## [Task details]
Nothing but the lines from the one containing "fn remove_container(&self, name: &str)" through the end of the material should be restated, and each exactly.

## [Listed records]
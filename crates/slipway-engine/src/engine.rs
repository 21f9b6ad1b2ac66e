//! The `ContainerEngine` trait.
//!
//! All engine calls go through this trait so the orchestrator can be
//! driven against a scripted fake in tests. The production implementation
//! is [`crate::DockerEngine`].

use std::future::Future;

use slipway_core::RegistryAuth;

use crate::error::EngineError;
use crate::types::{ContainerInfo, ContainerSpec, ContainerSummary};

/// Narrow engine interface consumed by the orchestrator and route restore.
///
/// The engine is assumed to serialize concurrent operations on distinct
/// container names; callers never synchronize beyond their own attempt.
pub trait ContainerEngine: Send + Sync + 'static {
    /// Pull an image, optionally authenticating against a private registry.
    fn pull_image(
        &self,
        image: &str,
        auth: Option<&RegistryAuth>,
    ) -> impl Future<Output = Result<(), EngineError>> + Send;

    /// Create a container from a spec. Does not start it.
    ///
    /// Returns the engine-assigned container id.
    fn create_container(
        &self,
        spec: &ContainerSpec,
    ) -> impl Future<Output = Result<String, EngineError>> + Send;

    /// Start a created container.
    fn start_container(&self, name: &str) -> impl Future<Output = Result<(), EngineError>> + Send;

    /// Stop a container, granting it a grace period before SIGKILL.
    fn stop_container(&self, name: &str) -> impl Future<Output = Result<(), EngineError>> + Send;

    /// Force-remove a container.
    fn remove_container(&self, name: &str) -> impl Future<Output = Result<(), EngineError>> + Send;

    /// Rename a container.
    fn rename_container(
        &self,
        name: &str,
        new_name: &str,
    ) -> impl Future<Output = Result<(), EngineError>> + Send;

    /// Inspect a container by name; `None` when it does not exist.
    fn inspect_container(
        &self,
        name: &str,
    ) -> impl Future<Output = Result<Option<ContainerInfo>, EngineError>> + Send;

    /// Whether a named network exists.
    fn network_exists(&self, name: &str) -> impl Future<Output = Result<bool, EngineError>> + Send;

    /// Attach a container to a network.
    fn connect_network(
        &self,
        container: &str,
        network: &str,
    ) -> impl Future<Output = Result<(), EngineError>> + Send;

    /// Detach a container from a network (forced).
    fn disconnect_network(
        &self,
        container: &str,
        network: &str,
    ) -> impl Future<Output = Result<(), EngineError>> + Send;

    /// List containers (running or not) whose name starts with the prefix.
    fn list_containers(
        &self,
        name_prefix: &str,
    ) -> impl Future<Output = Result<Vec<ContainerSummary>, EngineError>> + Send;
}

## [Answer to the exercise]
    fn remove_container(&self, name: &str) -> impl Future<Output = Result<(), EngineError>> + Send;

    /// Rename a container.
    fn rename_container(
        &self,
        name: &str,
        new_name: &str,
    ) -> impl Future<Output = Result<(), EngineError>> + Send;

    /// Inspect a container by name; `None` when it does not exist.
    fn inspect_container(
        &self,
        name: &str,
    ) -> impl Future<Output = Result<Option<ContainerInfo>, EngineError>> + Send;

    /// Whether a named network exists.
    fn network_exists(&self, name: &str) -> impl Future<Output = Result<bool, EngineError>> + Send;

    /// Attach a container to a network.
    fn connect_network(
        &self,
        container: &str,
        network: &str,
    ) -> impl Future<Output = Result<(), EngineError>> + Send;

    /// Detach a container from a network (forced).
    fn disconnect_network(
        &self,
        container: &str,
        network: &str,
    ) -> impl Future<Output = Result<(), EngineError>> + Send;

    /// List containers (running or not) whose name starts with the prefix.
    fn list_containers(
        &self,
        name_prefix: &str,
    ) -> impl Future<Output = Result<Vec<ContainerSummary>, EngineError>> + Send;
}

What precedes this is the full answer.